Zero-loss semiconductor material-enhanced ultrasensitive metasurface biosensor for ultrahigh-affinity assessment of antibody-drug conjugates.

The pursuit of biopharmaceutical in vitro efficacy evaluation has been significantly hindered by the lack of sensitive detection technologies, particularly in the field of high-affinity drug discovery and development. In this study, we developed a novel biosensor-zero-loss semiconductor materials-enhanced ultrasensitive metasurface plasmon resonance (ZLSMSPR). A metasurface was constructed based on the nanocup array structure of the ZLSMSPR chip, and light loss was minimized due to the zero-extinction coefficient property of Nb2O5, thereby amplifying the local SPR effect of the chip and enhancing refractive index sensitivity by 30 times. Additionally, we successfully optimized the grafting density of carboxylated dextran on the ZLSMSPR chip.
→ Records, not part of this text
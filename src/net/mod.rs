//! Network layer subsystem.
//!
//! # Data Flow
//! ```text
//! listener.rs (bind, fatal BindError)
//!     → http::server (accept loop, one task per connection)
//! ```

pub mod listener;

pub use listener::{Listener, ListenerError};
//! Lifecycle management subsystem.
//!
//! # Data Flow
//! ```text
//! Startup (main.rs):
//!     Parse CLI → Load config → Validate → Init logging/metrics → Bind → Serve
//!
//! Shutdown:
//!     signals.rs (SIGTERM/SIGINT) → shutdown.rs (broadcast)
//!     → server stops accepting → in-flight exchanges drain → exit
//! ```

pub mod shutdown;
pub mod signals;

pub use shutdown::Shutdown;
This enhancement improved the immobilized ligand loading capacity, resulting in an impressive limit of detection (LOD) of 0.018 µg/mL. Furthermore, the ZLSMSPR platform was effectively applied to accurately evaluate the affinity of antibody-drug conjugates (ADCs) to their tumor targets and to closely monitor changes in affinity changes before and after the conjugation of cytotoxic drugs to the antibody. Notably, the developed ZLSMSPR biosensor demonstrated the capability to evaluate high-affinity interactions, with a sensitivity as low as 44.5 pM, underscoring the platform's potential for efficient, label-free, and highly sensitive in vitro evaluations.